What to produce:
How many lines in the data below have the string "recv"? Reply with the number alone.

Stored data

= Beginning of Section =

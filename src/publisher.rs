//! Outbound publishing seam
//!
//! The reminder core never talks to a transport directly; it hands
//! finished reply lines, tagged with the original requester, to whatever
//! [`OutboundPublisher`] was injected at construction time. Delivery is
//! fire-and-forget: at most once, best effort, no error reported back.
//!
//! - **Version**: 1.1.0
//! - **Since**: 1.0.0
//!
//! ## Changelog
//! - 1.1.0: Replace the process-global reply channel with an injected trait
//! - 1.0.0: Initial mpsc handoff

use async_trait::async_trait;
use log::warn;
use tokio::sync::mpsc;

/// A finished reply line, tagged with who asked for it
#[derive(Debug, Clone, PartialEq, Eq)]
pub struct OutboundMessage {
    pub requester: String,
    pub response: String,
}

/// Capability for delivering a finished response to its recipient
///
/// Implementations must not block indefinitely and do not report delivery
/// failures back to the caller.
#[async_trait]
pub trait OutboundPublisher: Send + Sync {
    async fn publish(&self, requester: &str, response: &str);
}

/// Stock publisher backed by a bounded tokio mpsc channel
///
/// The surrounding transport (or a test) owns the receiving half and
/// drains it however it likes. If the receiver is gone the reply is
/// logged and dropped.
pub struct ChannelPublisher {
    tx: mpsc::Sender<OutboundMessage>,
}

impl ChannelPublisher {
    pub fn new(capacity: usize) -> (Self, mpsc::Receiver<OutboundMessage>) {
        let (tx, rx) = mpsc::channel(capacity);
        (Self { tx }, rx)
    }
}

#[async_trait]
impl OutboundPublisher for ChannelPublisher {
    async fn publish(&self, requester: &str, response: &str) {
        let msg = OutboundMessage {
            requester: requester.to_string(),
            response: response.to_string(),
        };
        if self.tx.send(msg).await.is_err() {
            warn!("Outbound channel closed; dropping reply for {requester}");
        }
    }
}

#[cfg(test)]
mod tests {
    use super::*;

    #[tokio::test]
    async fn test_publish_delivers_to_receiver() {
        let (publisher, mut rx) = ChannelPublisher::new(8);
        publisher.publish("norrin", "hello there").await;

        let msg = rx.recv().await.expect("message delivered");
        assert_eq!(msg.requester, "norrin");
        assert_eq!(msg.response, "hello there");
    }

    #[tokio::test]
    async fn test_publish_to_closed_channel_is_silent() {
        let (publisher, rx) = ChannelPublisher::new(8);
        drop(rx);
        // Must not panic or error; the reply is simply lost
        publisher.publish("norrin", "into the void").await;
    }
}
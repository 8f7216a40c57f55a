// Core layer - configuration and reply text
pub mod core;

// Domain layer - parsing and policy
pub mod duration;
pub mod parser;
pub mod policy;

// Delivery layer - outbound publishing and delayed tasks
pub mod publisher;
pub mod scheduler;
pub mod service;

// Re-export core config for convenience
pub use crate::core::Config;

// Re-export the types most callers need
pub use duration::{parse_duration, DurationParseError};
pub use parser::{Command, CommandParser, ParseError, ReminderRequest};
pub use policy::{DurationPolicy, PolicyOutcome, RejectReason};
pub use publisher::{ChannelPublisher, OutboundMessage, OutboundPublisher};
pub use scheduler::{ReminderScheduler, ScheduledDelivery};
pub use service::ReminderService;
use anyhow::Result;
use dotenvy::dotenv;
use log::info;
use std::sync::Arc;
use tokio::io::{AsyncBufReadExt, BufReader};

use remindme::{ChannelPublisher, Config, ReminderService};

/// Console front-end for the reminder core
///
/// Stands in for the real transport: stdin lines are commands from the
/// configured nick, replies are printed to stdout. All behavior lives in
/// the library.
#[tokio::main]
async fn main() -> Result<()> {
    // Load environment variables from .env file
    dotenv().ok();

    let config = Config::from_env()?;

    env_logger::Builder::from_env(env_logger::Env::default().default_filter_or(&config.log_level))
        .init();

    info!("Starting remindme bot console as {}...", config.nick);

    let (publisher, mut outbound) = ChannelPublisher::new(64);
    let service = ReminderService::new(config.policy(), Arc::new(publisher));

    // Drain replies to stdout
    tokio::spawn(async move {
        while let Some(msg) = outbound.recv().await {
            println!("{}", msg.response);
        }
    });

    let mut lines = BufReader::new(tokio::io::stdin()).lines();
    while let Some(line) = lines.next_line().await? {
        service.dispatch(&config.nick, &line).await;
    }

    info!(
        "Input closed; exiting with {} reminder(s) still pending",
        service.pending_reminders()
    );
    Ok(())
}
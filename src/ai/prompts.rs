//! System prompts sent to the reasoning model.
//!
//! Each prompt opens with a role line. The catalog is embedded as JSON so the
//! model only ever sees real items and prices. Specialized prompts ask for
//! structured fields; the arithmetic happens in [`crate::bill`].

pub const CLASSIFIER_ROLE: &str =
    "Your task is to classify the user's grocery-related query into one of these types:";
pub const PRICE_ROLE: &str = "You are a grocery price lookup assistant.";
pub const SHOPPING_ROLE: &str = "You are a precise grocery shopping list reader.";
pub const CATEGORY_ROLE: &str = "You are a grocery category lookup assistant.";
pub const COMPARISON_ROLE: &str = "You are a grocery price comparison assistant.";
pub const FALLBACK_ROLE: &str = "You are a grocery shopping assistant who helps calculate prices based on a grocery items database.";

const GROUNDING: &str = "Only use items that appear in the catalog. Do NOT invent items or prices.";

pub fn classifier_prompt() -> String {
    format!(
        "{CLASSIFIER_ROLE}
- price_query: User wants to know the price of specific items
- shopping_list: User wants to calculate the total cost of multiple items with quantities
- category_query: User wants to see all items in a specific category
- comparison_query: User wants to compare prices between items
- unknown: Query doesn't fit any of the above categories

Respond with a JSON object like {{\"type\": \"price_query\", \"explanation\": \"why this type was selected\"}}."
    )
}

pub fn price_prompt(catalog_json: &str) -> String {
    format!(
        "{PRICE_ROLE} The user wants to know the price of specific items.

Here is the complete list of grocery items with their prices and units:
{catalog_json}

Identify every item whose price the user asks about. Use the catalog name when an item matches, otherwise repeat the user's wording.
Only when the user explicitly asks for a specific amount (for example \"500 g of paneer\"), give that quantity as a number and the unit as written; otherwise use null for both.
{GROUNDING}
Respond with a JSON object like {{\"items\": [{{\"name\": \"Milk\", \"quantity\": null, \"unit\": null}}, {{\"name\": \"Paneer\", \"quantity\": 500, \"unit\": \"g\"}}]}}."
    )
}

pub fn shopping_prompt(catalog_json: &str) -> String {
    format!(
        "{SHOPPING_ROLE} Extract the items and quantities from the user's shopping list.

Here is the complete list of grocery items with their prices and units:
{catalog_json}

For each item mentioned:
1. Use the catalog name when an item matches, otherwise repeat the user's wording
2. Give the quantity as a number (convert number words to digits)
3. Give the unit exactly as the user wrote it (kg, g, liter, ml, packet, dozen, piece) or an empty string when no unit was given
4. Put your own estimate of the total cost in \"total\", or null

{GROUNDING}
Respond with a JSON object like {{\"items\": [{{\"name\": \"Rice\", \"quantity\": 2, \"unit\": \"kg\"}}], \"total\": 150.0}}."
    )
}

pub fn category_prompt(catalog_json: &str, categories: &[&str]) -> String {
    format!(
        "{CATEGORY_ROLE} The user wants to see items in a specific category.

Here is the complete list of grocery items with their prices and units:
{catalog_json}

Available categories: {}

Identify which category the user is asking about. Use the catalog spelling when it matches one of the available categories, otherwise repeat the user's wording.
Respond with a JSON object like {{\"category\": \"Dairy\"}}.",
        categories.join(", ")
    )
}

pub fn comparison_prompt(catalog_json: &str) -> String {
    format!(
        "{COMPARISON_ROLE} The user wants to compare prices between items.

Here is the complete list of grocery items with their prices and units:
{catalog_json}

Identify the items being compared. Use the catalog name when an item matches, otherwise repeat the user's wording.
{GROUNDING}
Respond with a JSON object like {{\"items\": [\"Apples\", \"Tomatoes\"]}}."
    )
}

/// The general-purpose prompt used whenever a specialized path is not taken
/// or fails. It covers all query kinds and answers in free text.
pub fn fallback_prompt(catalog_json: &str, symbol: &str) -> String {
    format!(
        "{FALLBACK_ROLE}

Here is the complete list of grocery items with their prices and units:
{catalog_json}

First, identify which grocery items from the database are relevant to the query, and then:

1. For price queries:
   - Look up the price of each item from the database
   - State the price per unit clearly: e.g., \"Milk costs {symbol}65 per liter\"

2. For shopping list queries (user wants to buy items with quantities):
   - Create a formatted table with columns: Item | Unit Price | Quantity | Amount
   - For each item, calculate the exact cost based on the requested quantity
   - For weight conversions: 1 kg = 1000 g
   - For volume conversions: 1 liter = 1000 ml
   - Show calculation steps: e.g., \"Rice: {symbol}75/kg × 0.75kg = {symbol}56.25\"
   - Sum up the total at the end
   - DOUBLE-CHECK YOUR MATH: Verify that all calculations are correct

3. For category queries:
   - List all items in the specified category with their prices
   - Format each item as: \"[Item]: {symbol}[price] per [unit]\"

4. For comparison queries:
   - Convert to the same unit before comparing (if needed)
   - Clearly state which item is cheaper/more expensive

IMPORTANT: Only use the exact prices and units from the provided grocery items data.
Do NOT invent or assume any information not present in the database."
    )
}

= End of Section =

Task response:
2